My new work "Important Nonsense / Essays in Philosophy" is available via Amazon.

The weblink is: http://www.amazon.com/Important-Nonsense-Philosophy-Steven-Brutus/dp/0615608809/ref=sr_1_1?ie=UTF8&qid=1335480009&sr=8-1


This work explores a number of themes in the psychology of philosophy.  I am investigating the emotions that incite philosophy, the emotions that sustain philosophy, and the emotions in which philosophy results.  My subjects include suffering, which I think of as an important beginning for philosophy; philalethes, or love of truth, which I see as animating the practice of philosophy; and hope, which I think of as an important outcome of philosophy.
One of the main ideas of this work is that suffering upsets the meaning we give our lives.  We cannot live without meaning.  Philosophy responds to moral crisis and struggles to heal what suffering has injured.  The high calling of philosophy has the humble purpose of enabling us to reenter the world and act.  My study of suffering and of philosophy that struggles with it leads me to the conclusion that resilience in the face of suffering is a choice.  There is no explanation for human strength greater than the decision to be strong.  Suffering incites philosophy and philosophy emboldens hope.  My study of hope and of philosophy that awakens it leads me to the conclusion that human beings can only understand what is directly in front of them by imagining it into a still unrealized future.  The core function of thinking is a kind of hoping forward.  This hope meets one obstacle after another and is repeatedly dashed and rekindled.  Philosophy is therapy for this restless, knocked-about, rising and falling, core function of hope.  This book examines several such offers of therapy, narrates several case histories, and assesses the benefits of philosophic interventions.  All these cures propose to liberate us from the past and all count on the power of choice.  But their recommendations are quite different – they answer different problems – they advocate different lives.  Some try to talk us down.  They look for peace, calm, unknowing.  Some try to psych us up.  They try to get us back in the fight, and to love something worth fighting for.  We have to question all these strategies, thinking beyond them, to pose the question about philosophy and the role it should play in our lives. 

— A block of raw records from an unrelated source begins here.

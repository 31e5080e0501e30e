//! Wire protocol for DHCP lease event datagrams.
//!
//! A DHCP-server hook script sends one datagram per lease event. The
//! payload is line-delimited UTF-8 text: the operation, the leased IP,
//! and for commit events the client MAC followed by the raw DHCP
//! options the client sent.

pub mod decode;
pub mod event;

pub use decode::{DecodeError, decode};
pub use event::{DhcpInfo, DhcpOp};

The title of the book is drawn from Frank Ramsey’s 1929 essay entitled “Philosophy.”  Ramsey thought that we are driven to philosophize because we do not know clearly what we mean.  Philosophy therefore is a reflection on meaning.  It tries to make sense of things and cut away nonsense.  But he wondered whether philosophy itself is nonsense.  He added that, if this is our finding, we should not trick ourselves into thinking that philosophy is important nonsense. 
I am also trying to understand philosophy by wondering whether philosophy is nonsense, and what drives us to it, and what it is trying to accomplish, and whether it is in any way important.